In 2017 the Guttmacher Institute reported that 96% of Texas counties had no clinics that provided abortions.  Private insurance policies and the Affordable Care Act only cover abortion in cases of life endangerment or severely compromised physical health.  Most women must receive counseling including information that is designed to discourage them from having an abortion, they must then wait 24 hours meaning they must make two trips to the facility which may entail missing two days of work, paying for the trip to the facility and the cost of an over night stay at the site of the abortion clinic.  The working poor may not be able to cover the costs of abortion; the Guttmacher Institute called these  requirements "unnecessary and burdensome."  In May 2021, Texas passed an abortion bill that will ban abortion from as early as six weeks, before many women realize that they are pregnant.  The ban includes women or girls who become pregnant by incest or rape.  The bill came into effect in September 2021.

Vaccinations
In 2017, 67.8% of children age 35 months in Texas completed the recommended vaccination schedule. The highest individual vaccine rate was for the polio virus: 93.1% of children age 35 months in Texas received this vaccine. The lowest individual vaccine rate was for hepatitis A: 62.6% of children age 35 months in Texas received this vaccine. Some children are under-vaccinated due to issues with accessing preventative care, vaccine delivery, or parental choice. The state has started to implement ImmTrac, a free vaccination record system.

Vaccination policy
In 2013, Texas passed legislation that requires employees of child-care facilities to have certain vaccinations, unless the employee objects for reasons of conscience. Texas has allowed for parents to exempt their children from vaccines by citing medical reasons since 1972. Further, Texas has allowed for parents to exempt their children from vaccines on the basis of religious belief since 2003.

Medical research
Texas has many research medical centers. The state has nine medical schools, three dental schools, and two optometry schools. Texas has two Biosafety Level 4 (BSL-4) laboratories: one at The University of Texas Medical Branch (UTMB) in Galveston, and the other at the Southwest Foundation for Biomedical Research in San Antonio—the first privately owned BSL-4 lab in the United States.

The Texas Medical Center in Houston, holds the world's largest concentration of research and healthcare institutions, with 47 member institutions. Texas Medical Center performs the most heart transplants in the world. The University of Texas M. D. Anderson Cancer Center in Houston is a highly regarded academic institution that centers around cancer patient care, research, education and prevention.

San Antonio's South Texas Medical Center facilities rank sixth in clinical medicine research impact in the United States. The University of Texas Health Science Center is another highly ranked research and educational institution in San Antonio.
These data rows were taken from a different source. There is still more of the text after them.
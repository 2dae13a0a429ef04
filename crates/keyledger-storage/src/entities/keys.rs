use sea_orm::entity::prelude::*;
use time::OffsetDateTime;

#[sea_orm::model]
#[derive(Clone, Debug, PartialEq, DeriveEntityModel)]
#[sea_orm(table_name = "keys")]
pub struct Model {
    #[sea_orm(primary_key, auto_increment = false)]
    pub id: Uuid,
    pub key_number: String,
    #[sea_orm(column_name = "type")]
    pub kind: String,
    pub length: String,
    pub status: String,
    /// Plain column, not a foreign key: the store clears it before an
    /// employee row goes away.
    pub assigned_to: Option<Uuid>,
    pub opmerking: Option<String>,
    pub created_at: OffsetDateTime,
    pub updated_at: OffsetDateTime,
}

impl ActiveModelBehavior for ActiveModel {}
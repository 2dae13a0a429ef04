use std::error::Error;
use std::fs::OpenOptions;
use std::path::{Path, PathBuf};

const DB_FILE: &str = "keyledger.db";

/// Uses `configured` when given, otherwise a SQLite file under `data_dir`.
/// SQLite files are created on demand.
pub(crate) fn resolve_dsn(
    configured: Option<&str>,
    data_dir: &str,
) -> Result<String, Box<dyn Error + Send + Sync>> {
    let dsn = match configured.map(str::trim).filter(|dsn| !dsn.is_empty()) {
        Some(dsn) => dsn.to_string(),
        None => default_dsn(Path::new(data_dir)),
    };
    if let Some(path) = sqlite_file_path(&dsn) {
        ensure_file(&path)?;
    }
    Ok(dsn)
}

fn default_dsn(data_dir: &Path) -> String {
    let path = data_dir.join("db").join(DB_FILE);
    let path = path.to_string_lossy();
    match path.strip_prefix('/') {
        Some(absolute) => format!("sqlite:///{absolute}?mode=rwc"),
        None => format!("sqlite://{path}?mode=rwc"),
    }
}

fn sqlite_file_path(dsn: &str) -> Option<PathBuf> {
    let rest = dsn.strip_prefix("sqlite:")?;
    let path = rest.split(['?', '#']).next()?.trim();
    let path = path.strip_prefix("//").unwrap_or(path);
    if path.is_empty() || path.eq_ignore_ascii_case(":memory:") || path == "memory:" {
        return None;
    }
    Some(PathBuf::from(path))
}

fn ensure_file(path: &Path) -> std::io::Result<()> {
    if let Some(parent) = path.parent().filter(|p| !p.as_os_str().is_empty()) {
        std::fs::create_dir_all(parent)?;
    }
    if !path.exists() {
        OpenOptions::new().create(true).append(true).open(path)?;
    }
    Ok(())
}
async fn health(State(state): State<AdminState>, headers: HeaderMap) -> Response {
    if let Err(resp) = require_admin(&state, &headers) {
        return resp;
    }

    match state.store.health().await {
        Ok(()) => Json(json!({ "status": "ok" })).into_response(),
        Err(err) => (
            StatusCode::SERVICE_UNAVAILABLE,
            Json(json!({ "error": err.kind(), "message": err.to_string() })),
        )
            .into_response(),
    }
}

async fn dashboard(State(state): State<AdminState>, headers: HeaderMap) -> Response {
    if let Err(resp) = require_admin(&state, &headers) {
        return resp;
    }

    let snapshot = state.store.snapshot();
    Json(views::dashboard(&snapshot, OffsetDateTime::now_utc())).into_response()
}

#[derive(Debug, Default, Deserialize)]
struct SearchQuery {
    search: Option<String>,
}

async fn list_employees(
    State(state): State<AdminState>,
    headers: HeaderMap,
    Query(query): Query<SearchQuery>,
) -> Response {
    if let Err(resp) = require_admin(&state, &headers) {
        return resp;
    }

    let snapshot = state.store.snapshot();
    let items = views::employee_list(&snapshot, query.search.as_deref(), today());
    Json(json!({ "count": items.len(), "items": items })).into_response()
}

#[derive(Debug, Default, Deserialize)]
#[serde(rename_all = "camelCase")]
struct EmployeePayload {
    name: Option<String>,
    employee_number: Option<String>,
    #[serde(rename = "type")]
    category: Option<String>,
    start_date: Option<String>,
}

impl EmployeePayload {
    fn into_input(self) -> Result<EmployeeInput, StoreError> {
        let start_date = present("startDate", self.start_date)?;
        Ok(EmployeeInput {
            name: present("name", self.name)?,
            employee_number: present("employeeNumber", self.employee_number)?,
            category: parse_field("type", self.category)?,
            start_date: Date::parse(
                start_date.trim(),
                format_description!("[year]-[month]-[day]"),
            )
            .map_err(|err| StoreError::validation("startDate", err.to_string()))?,
        })
    }
}

async fn create_employee(
    State(state): State<AdminState>,
    headers: HeaderMap,
    payload: Result<Json<EmployeePayload>, JsonRejection>,
) -> Response {
    if let Err(resp) = require_admin(&state, &headers) {
        return resp;
    }

    let input = match lenient(payload).and_then(EmployeePayload::into_input) {
        Ok(input) => input,
        Err(err) => return store_error(err),
    };
    match state.store.add_employee(input).await {
        Ok(employee) => (StatusCode::CREATED, Json(employee)).into_response(),
        Err(err) => store_error(err),
    }
}

async fn get_employee(
    State(state): State<AdminState>,
    headers: HeaderMap,
    Path(id): Path<String>,
) -> Response {
    if let Err(resp) = require_admin(&state, &headers) {
        return resp;
    }

    let id: EmployeeId = match parse_id(&id) {
        Ok(id) => id,
        Err(err) => return store_error(err),
    };
    let snapshot = state.store.snapshot();
    match views::employee_detail(&snapshot, id, today()) {
        Some(detail) => Json(detail).into_response(),
        None => store_error(StoreError::NotFound {
            entity: "employee",
            id: id.as_uuid(),
        }),
    }
}

async fn update_employee(
    State(state): State<AdminState>,
    headers: HeaderMap,
    Path(id): Path<String>,
    payload: Result<Json<EmployeePayload>, JsonRejection>,
) -> Response {
    if let Err(resp) = require_admin(&state, &headers) {
        return resp;
    }

    let parsed = parse_id::<EmployeeId>(&id)
        .and_then(|id| Ok((id, lenient(payload)?.into_input()?)));
    let (id, input) = match parsed {
        Ok(parsed) => parsed,
        Err(err) => return store_error(err),
    };
    match state.store.update_employee(id, input).await {
        Ok(employee) => Json(employee).into_response(),
        Err(err) => store_error(err),
    }
}

async fn delete_employee(
    State(state): State<AdminState>,
    headers: HeaderMap,
    Path(id): Path<String>,
) -> Response {
    if let Err(resp) = require_admin(&state, &headers) {
        return resp;
    }

    let id: EmployeeId = match parse_id(&id) {
        Ok(id) => id,
        Err(err) => return store_error(err),
    };
    match state.store.delete_employee(id).await {
        Ok(released) => Json(json!({ "status": "ok", "releasedKeys": released })).into_response(),
        Err(err) => store_error(err),
    }
}

#[derive(Debug, Default, Deserialize)]
struct KeyQuery {
    search: Option<String>,
    status: Option<String>,
}

async fn list_keys(
    State(state): State<AdminState>,
    headers: HeaderMap,
    Query(query): Query<KeyQuery>,
) -> Response {
    if let Err(resp) = require_admin(&state, &headers) {
        return resp;
    }

    let status = match query.status.as_deref().map(StatusFilter::from_str).transpose() {
        Ok(status) => status.unwrap_or_default(),
        Err(err) => return store_error(StoreError::validation("status", err.to_string())),
    };
    let snapshot = state.store.snapshot();
    let items = views::key_list(&snapshot, query.search.as_deref(), status);
    Json(json!({ "count": items.len(), "items": items })).into_response()
}

#[derive(Debug, Default, Deserialize)]
#[serde(rename_all = "camelCase")]
struct KeyPayload {
    key_number: Option<String>,
    #[serde(rename = "type")]
    key_type: Option<String>,
    length: Option<String>,
    #[serde(alias = "opmerking")]
    note: Option<String>,
    status: Option<String>,
    assigned_to: Option<String>,
}

impl KeyPayload {
    /// Custody fields are ignored: new keys always start out available.
    fn into_input(self) -> Result<KeyInput, StoreError> {
        Ok(KeyInput {
            key_number: present("keyNumber", self.key_number)?,
            key_type: parse_field("type", self.key_type)?,
            length: parse_field("length", self.length)?,
            note: self.note,
        })
    }

    /// Without an explicit status the assignment decides it. With neither,
    /// the key keeps its current custody.
    fn into_update(self, handled_by: String) -> Result<KeyUpdate, StoreError> {
        let assigned_to = match self.assigned_to.filter(|v| !v.trim().is_empty()) {
            Some(raw) => Some(parse_id::<EmployeeId>(&raw).map_err(|_| {
                StoreError::validation("assignedTo", format!("not an employee id: {raw:?}"))
            })?),
            None => None,
        };
        let status = match self.status.filter(|v| !v.trim().is_empty()) {
            Some(raw) => Some(
                raw.parse::<KeyStatus>()
                    .map_err(|err| StoreError::validation("status", err.to_string()))?,
            ),
            None if assigned_to.is_some() => Some(KeyStatus::Issued),
            None => None,
        };
        let custody = status
            .map(|status| Custody::from_parts(status, assigned_to))
            .transpose()
            .map_err(|err| StoreError::validation("assignedTo", err.to_string()))?;
        Ok(KeyUpdate {
            key_number: present("keyNumber", self.key_number)?,
            key_type: parse_field("type", self.key_type)?,
            length: parse_field("length", self.length)?,
            note: self.note,
            custody,
            handled_by: Some(handled_by),
        })
    }
}

async fn create_key(
    State(state): State<AdminState>,
    headers: HeaderMap,
    payload: Result<Json<KeyPayload>, JsonRejection>,
) -> Response {
    if let Err(resp) = require_admin(&state, &headers) {
        return resp;
    }

    let input = match lenient(payload).and_then(KeyPayload::into_input) {
        Ok(input) => input,
        Err(err) => return store_error(err),
    };
    match state.store.add_key(input).await {
        Ok(key) => (StatusCode::CREATED, Json(key)).into_response(),
        Err(err) => store_error(err),
    }
}

async fn update_key(
    State(state): State<AdminState>,
    headers: HeaderMap,
    Path(id): Path<String>,
    payload: Result<Json<KeyPayload>, JsonRejection>,
) -> Response {
    if let Err(resp) = require_admin(&state, &headers) {
        return resp;
    }

    let operator = operator(&headers);
    let parsed = parse_id::<KeyId>(&id)
        .and_then(|id| Ok((id, lenient(payload)?.into_update(operator)?)));
    let (id, update) = match parsed {
        Ok(parsed) => parsed,
        Err(err) => return store_error(err),
    };
    match state.store.update_key(id, update).await {
        Ok(key) => Json(key).into_response(),
        Err(err) => store_error(err),
    }
}

async fn delete_key(
    State(state): State<AdminState>,
    headers: HeaderMap,
    Path(id): Path<String>,
) -> Response {
    if let Err(resp) = require_admin(&state, &headers) {
        return resp;
    }

    let id: KeyId = match parse_id(&id) {
        Ok(id) => id,
        Err(err) => return store_error(err),
    };
    match state.store.delete_key(id).await {
        Ok(()) => Json(json!({ "status": "ok" })).into_response(),
        Err(err) => store_error(err),
    }
}

#[derive(Debug, Default, Deserialize)]
#[serde(rename_all = "camelCase")]
struct IssuePayload {
    employee_id: Option<String>,
    notes: Option<String>,
}

impl IssuePayload {
    fn into_request(
        self,
        key_id: KeyId,
    ) -> Result<(KeyId, EmployeeId, Option<String>), StoreError> {
        let employee_id = parse_field("employeeId", self.employee_id)?;
        Ok((key_id, employee_id, self.notes))
    }
}

async fn issue_key(
    State(state): State<AdminState>,
    headers: HeaderMap,
    Path(id): Path<String>,
    payload: Result<Json<IssuePayload>, JsonRejection>,
) -> Response {
    if let Err(resp) = require_admin(&state, &headers) {
        return resp;
    }

    let parsed = parse_id::<KeyId>(&id).and_then(|id| lenient(payload)?.into_request(id));
    let (key_id, employee_id, notes) = match parsed {
        Ok(parsed) => parsed,
        Err(err) => return store_error(err),
    };
    match state
        .store
        .issue_key(key_id, employee_id, &operator(&headers), notes)
        .await
    {
        Ok(transaction) => (StatusCode::CREATED, Json(transaction)).into_response(),
        Err(err) => store_error(err),
    }
}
Both the American Heart Association and the University of Texas Southwestern Medical Center call Dallas home. The Southwestern Medical Center ranks "among the top academic medical centers in the world". The institution's medical school employs the most medical school Nobel laureates in the world.

Legislative responses
The Trust for America's Health ranked Texas 15th highest in adult obesity, with 27.2 percent of the state's population measured as obese. The 2008 Men's Health obesity survey ranked four Texas cities among the top 25 fattest cities in America; Houston ranked 6th, Dallas 7th, El Paso 8th, and Arlington 14th. Texas had only one city, Austin, ranked 21st, in the top 25 among the "fittest cities" in America. The same survey has evaluated the state's obesity initiatives favorably with a "B+". The state is ranked forty-second in the percentage of residents who engage in regular exercise.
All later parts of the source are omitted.